子どもの足を速くする方法!運動会までに

我が子の、活躍を楽しみにしていると思います。すこしでも早い方がいいでね。

 

正しいスタートの姿勢で大事なのは上体の角度。起きすぎるのは力が入り切らずNG(左)、前に出した足の腰骨に手を当てると挟めるくらいに前傾するのがOK(右)【写真:伊藤友広氏】
THE ANSWER

足が遅い子と速い子の差は「全力」にあり…元トップスプリンターが教える原因と対策

秋の運動会シーズンが迫ってきた。子供たちは徒競走で一等賞を狙い、熱戦を繰り広げる。保護者にとっては愛息、愛娘の晴れ舞台。少しでもいい順位で走ってほしいもの。とはいえ、「うちの子は足が遅いので……」と諦め気味のお父さん、お母さんも少なくない。では、子供はどうしたら速く走れるのか。前回特集した「お父さんが運動会で転ばず走る方法」に続き、陸上の元トップ選手が今からでも間に合う「うちの子の足を速くする方法」を紹介する。

そもそも、足が遅い子は、なぜ遅いのか。速い子との差はどこにあるのか。前提を理解する必要がある。

200メートル障害アジア最高記録保持者で、スプリント指導のプロ組織「0.01」を主催する秋本真吾氏は「高学年、低学年で速く走れない子の共通しているのは、足を地面に接地している時間が長いことです。速く走れない子はかかとから地面についてベタッと走ってしまいます。反対に速い子は地面に接地している時間が短いです」という。

確かに、よく見かけるのは跳ねるような躍動感がなく、体が進んでいかないことだ。では、なぜ遅い子は接地時間が長くなってしまう? 秋本氏とともに「0.01」を手掛けるアテネ五輪1600メートルリレー代表の伊藤友広氏は、こう説明する。

「足が遅い子は力が出せていないことが多いです。そもそも力の出し方がわからない。遅い子は接地時間が長くなる場合が多い。長く足をついているから力を出せているかというと、そうでもない。ベターンとした力感がない状態で走ってしまう。反対に速い子は全力の出し方がわかっているし、接地時間も短い。低学年のうちはフォームがめちゃくちゃでも、全力を出せるだけで差がつくことが多いです」

実際に小学生世代のスペシャリストとして駆けっこ教室で指導している伊藤氏。「特に、低学年は『50メートルを全力で走ろうね』と言っても、ジョギングと大差ないようなふわふわした走りになるケースがあります。ボールを投げる、蹴る際にもインパクトの瞬間に力を入れるはずです。身体をどのように動かせば力を出せるのかを体感し、身体で理解することが大事です」と力説した。
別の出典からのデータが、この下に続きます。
//! Bluesky（AT Protocol）客户端
//!
//! 登录（createSession）、拉取通知、按 URI 取帖子图片、回复帖子。
//! 通知文本中被截断显示的链接会按 link facet 还原为完整 URI，保证 `job run <url>` 拿到真实地址。

use std::sync::OnceLock;

use regex::Regex;
use reqwest::{Client, StatusCode};
use serde::Deserialize;
use tokio::sync::RwLock;

use crate::command::{ImageRef, Mention, PostRef, PostType};
use crate::core::BotError;

const LINK_FEATURE: &str = "app.bsky.richtext.facet#link";
const IMAGES_EMBED: &str = "app.bsky.embed.images";
const RECORD_EMBED: &str = "app.bsky.embed.record";
const RECORD_WITH_MEDIA_EMBED: &str = "app.bsky.embed.recordWithMedia";
const CDN_BASE: &str = "https://cdn.bsky.app/img/feed_fullsize/plain";

#[derive(Debug, Clone, Deserialize)]
#[serde(rename_all = "camelCase")]
pub struct Session {
    pub access_jwt: String,
    pub did: String,
    #[serde(default)]
    pub handle: String,
}

#[derive(Debug, Deserialize)]
struct NotificationResponse {
    #[serde(default)]
    notifications: Vec<Notification>,
}

/// listNotifications 中的一条
#[derive(Debug, Clone, Deserialize)]
#[serde(rename_all = "camelCase")]
pub struct Notification {
    pub uri: String,
    pub cid: String,
    pub author: Author,
    pub reason: String,
    #[serde(default)]
    pub record: Record,
    #[serde(default)]
    pub indexed_at: String,
}

#[derive(Debug, Clone, Default, Deserialize)]
pub struct Author {
    #[serde(default)]
    pub did: String,
    pub handle: String,
}

#[derive(Debug, Clone, Default, Deserialize)]
#[serde(rename_all = "camelCase")]
pub struct Record {
    #[serde(default)]
    pub text: String,
    #[serde(default)]
    pub created_at: String,
    #[serde(default)]
    pub facets: Vec<Facet>,
    pub reply: Option<ReplyRef>,
    pub embed: Option<serde_json::Value>,
}

#[derive(Debug, Clone, Deserialize)]
pub struct ReplyRef {
    pub root: StrongRef,
    pub parent: StrongRef,
}

#[derive(Debug, Clone, Deserialize)]
pub struct StrongRef {
    pub uri: String,
    pub cid: String,
}

#[derive(Debug, Clone, Deserialize)]
pub struct Facet {
    pub index: ByteSlice,
    #[serde(default)]
    pub features: Vec<Feature>,
}

#[derive(Debug, Clone, Deserialize)]
#[serde(rename_all = "camelCase")]
pub struct ByteSlice {
    pub byte_start: usize,
    pub byte_end: usize,
}

#[derive(Debug, Clone, Deserialize)]
pub struct Feature {
    #[serde(rename = "$type")]
    pub type_: String,
    pub uri: Option<String>,
}

#[derive(Debug, Deserialize)]
struct PostsResponse {
    #[serde(default)]
    posts: Vec<PostView>,
}

#[derive(Debug, Deserialize)]
struct PostView {
    embed: Option<serde_json::Value>,
}

pub struct BlueskyClient {
    client: Client,
    api_base: String,
    identifier: String,
    password: String,
    session: RwLock<Option<Session>>,
}

impl BlueskyClient {
    pub fn new(api_base: &str, identifier: &str, password: &str) -> Self {
        Self {
            client: Client::new(),
            api_base: api_base.trim_end_matches('/').to_string(),
            identifier: identifier.to_string(),
            password: password.to_string(),
            session: RwLock::new(None),
        }
    }

    pub fn handle(&self) -> &str {
        &self.identifier
    }

    /// 创建会话（也用于 token 过期后重新登录）
    pub async fn login(&self) -> Result<Session, BotError> {
        let url = format!("{}/com.atproto.server.createSession", self.api_base);
        let body = serde_json::json!({
            "identifier": self.identifier,
            "password": self.password,
        });
        let resp = self.client.post(&url).json(&body).send().await?;
        if resp.status() != StatusCode::OK {
            let status = resp.status();
            return Err(BotError::Auth(format!(
                "failed to authenticate {}, status code: {}",
                self.identifier, status
            )));
        }
        let session: Session = resp.json().await?;
        *self.session.write().await = Some(session.clone());
        Ok(session)
    }

    async fn session(&self) -> Result<Session, BotError> {
        if let Some(s) = self.session.read().await.as_ref() {
            return Ok(s.clone());
        }
        self.login().await
    }

    /// 拉取通知并还原 link facet
    pub async fn list_notifications(&self) -> Result<Vec<Notification>, BotError> {
        let session = self.session().await?;
        let url = format!("{}/app.bsky.notification.listNotifications", self.api_base);
        let resp = self
            .client
            .get(&url)
            .bearer_auth(&session.access_jwt)
            .send()
            .await?;
        if resp.status() != StatusCode::OK {
            return Err(BotError::from_response(resp).await);
        }
        let body: NotificationResponse = resp.json().await?;
        Ok(body
            .notifications
            .into_iter()
            .map(|mut n| {
                n.record.text = expand_link_facets(&n.record.text, &n.record.facets);
                n
            })
            .collect())
    }

    /// 取某个帖子携带的图片（父帖 / 引用帖取图用）
    pub async fn get_post_images(&self, uri: &str) -> Result<Vec<ImageRef>, BotError> {
        let session = self.session().await?;
        let url = format!("{}/app.bsky.feed.getPosts", self.api_base);
        let resp = self
            .client
            .get(&url)
            .query(&[("uris", uri)])
            .bearer_auth(&session.access_jwt)
            .send()
            .await?;
        if resp.status() != StatusCode::OK {
            return Err(BotError::from_response(resp).await);
        }
        let body: PostsResponse = resp.json().await?;
        Ok(body
            .posts
            .into_iter()
            .next()
            .and_then(|p| p.embed)
            .map(|embed| images_from_view(&embed))
            .unwrap_or_default())
    }

    /// 回复 mention，返回新帖子的 URI
    pub async fn reply(&self, mention: &Mention, text: &str) -> Result<String, BotError> {
        let session = self.session().await?;
        let url = format!("{}/com.atproto.repo.createRecord", self.api_base);

        let parent = serde_json::json!({ "uri": mention.id, "cid": mention.cid });
        let root = mention
            .root
            .as_ref()
            .map(|r| serde_json::json!({ "uri": r.uri, "cid": r.cid }))
            .unwrap_or_else(|| parent.clone());

        let mut record = serde_json::json!({
            "$type": "app.bsky.feed.post",
            "text": text,
            "createdAt": chrono::Utc::now().to_rfc3339(),
            "reply": { "root": root, "parent": parent },
        });
        let facets = link_facets(text);
        if !facets.is_empty() {
            record["facets"] = serde_json::Value::Array(facets);
        }

        let payload = serde_json::json!({
            "collection": "app.bsky.feed.post",
            "repo": session.did,
            "record": record,
        });

        let resp = self
            .client
            .post(&url)
            .bearer_auth(&session.access_jwt)
            .json(&payload)
            .send()
            .await?;
        if resp.status() != StatusCode::OK {
            return Err(BotError::from_response(resp).await);
        }
        let body: serde_json::Value = resp.json().await?;
        body["uri"]
            .as_str()
            .map(str::to_string)
            .ok_or(BotError::MissingField("uri"))
    }
}

/// 把 facet 覆盖的字节区间替换为完整链接；从后往前替换，前面的偏移不受影响
pub fn expand_link_facets(text: &str, facets: &[Facet]) -> String {
    let mut links: Vec<(usize, usize, &str)> = facets
        .iter()
        .flat_map(|f| {
            f.features
                .iter()
                .filter(|feat| feat.type_ == LINK_FEATURE)
                .filter_map(move |feat| {
                    feat.uri
                        .as_deref()
                        .map(|uri| (f.index.byte_start, f.index.byte_end, uri))
                })
        })
        .collect();
    links.sort_by(|a, b| b.0.cmp(&a.0));

    let mut out = text.to_string();
    for (start, end, uri) in links {
        if start <= end
            && end <= out.len()
            && out.is_char_boundary(start)
            && out.is_char_boundary(end)
        {
            out.replace_range(start..end, uri);
        } else {
            tracing::warn!("Skipping link facet with invalid range {}..{}", start, end);
        }
    }
    out
}

static URL_RE: OnceLock<Regex> = OnceLock::new();

/// 为回复中的 URL 生成 link facet，使链接可点击
fn link_facets(text: &str) -> Vec<serde_json::Value> {
    let re = URL_RE.get_or_init(|| Regex::new(r"https?://[^\s]+").expect("valid url regex"));
    re.find_iter(text)
        .map(|m| {
            serde_json::json!({
                "index": { "byteStart": m.start(), "byteEnd": m.end() },
                "features": [{ "$type": LINK_FEATURE, "uri": m.as_str() }],
            })
        })
        .collect()
}

/// 通知 → Mention
pub fn to_mention(n: &Notification) -> Mention {
    let embed = n.record.embed.as_ref();
    let quoted_uri = embed.and_then(quoted_uri_from_record);
    let post_type = if n.reason == "quote" || quoted_uri.is_some() {
        PostType::Quote
    } else if n.reason == "reply" || n.record.reply.is_some() {
        PostType::Reply
    } else {
        PostType::Standalone
    };

    Mention {
        id: n.uri.clone(),
        cid: n.cid.clone(),
        author_handle: n.author.handle.clone(),
        author_did: n.author.did.clone(),
        text: n.record.text.clone(),
        post_type,
        created_at: chrono::DateTime::parse_from_rfc3339(&n.record.created_at)
            .ok()
            .map(|t| t.with_timezone(&chrono::Utc)),
        images: embed
            .map(|e| images_from_record(e, &n.author.did))
            .unwrap_or_default(),
        parent_uri: n.record.reply.as_ref().map(|r| r.parent.uri.clone()),
        root: n.record.reply.as_ref().map(|r| PostRef {
            uri: r.root.uri.clone(),
            cid: r.root.cid.clone(),
        }),
        quoted_uri,
    }
}

fn embed_type(v: &serde_json::Value) -> &str {
    v["$type"].as_str().unwrap_or_default()
}

/// 帖子记录里的图片只有 blob cid，需拼出 CDN 地址
fn images_from_record(embed: &serde_json::Value, did: &str) -> Vec<ImageRef> {
    let images = match embed_type(embed) {
        IMAGES_EMBED => &embed["images"],
        RECORD_WITH_MEDIA_EMBED => &embed["media"]["images"],
        _ => return Vec::new(),
    };
    images
        .as_array()
        .map(|items| {
            items
                .iter()
                .filter_map(|img| {
                    let cid = img["image"]["ref"]["$link"].as_str()?;
                    Some(ImageRef {
                        url: format!("{CDN_BASE}/{did}/{cid}@jpeg"),
                        alt: img["alt"].as_str().filter(|a| !a.is_empty()).map(str::to_string),
                    })
                })
                .collect()
        })
        .unwrap_or_default()
}

/// getPosts 返回的 view 里直接带 fullsize 地址
fn images_from_view(embed: &serde_json::Value) -> Vec<ImageRef> {
    let t = embed_type(embed);
    let images = if t.starts_with(IMAGES_EMBED) {
        &embed["images"]
    } else if t.starts_with(RECORD_WITH_MEDIA_EMBED) {
        &embed["media"]["images"]
    } else {
        return Vec::new();
    };
    images
        .as_array()
        .map(|items| {
            items
                .iter()
                .filter_map(|img| {
                    Some(ImageRef {
                        url: img["fullsize"].as_str()?.to_string(),
                        alt: img["alt"].as_str().filter(|a| !a.is_empty()).map(str::to_string),
                    })
                })
                .collect()
        })
        .unwrap_or_default()
}

fn quoted_uri_from_record(embed: &serde_json::Value) -> Option<String> {
    let uri = match embed_type(embed) {
        RECORD_EMBED => embed["record"]["uri"].as_str(),
        RECORD_WITH_MEDIA_EMBED => embed["record"]["record"]["uri"].as_str(),
        _ => None,
    };
    uri.map(str::to_string)
}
小学生世代にとって「全力」で走ることは必須。それを踏まえ、「子供の全力の引き出す方法」はあるのだろうか。

200メートルハードルアジア最高記録保持者の秋本真吾氏(左)とアテネ五輪4×400メートルリレー日本代表の伊藤友広氏(右)【写真:編集部】

「全力」を引き出すのは相撲? 走りに共通する意外な理由とは…

伊藤氏は、まず前回のお父さん編で紹介した「ジャンプ」を勧める。トップスプリンターの接地時間は0.1秒。これはピョンピョンと連続ジャンプする接地時間と変わらない。「0.1秒」の感覚を体で覚えると、走りにリズムが生まれやすい。この時、かかとをつけずに取り組むことがポイントだ。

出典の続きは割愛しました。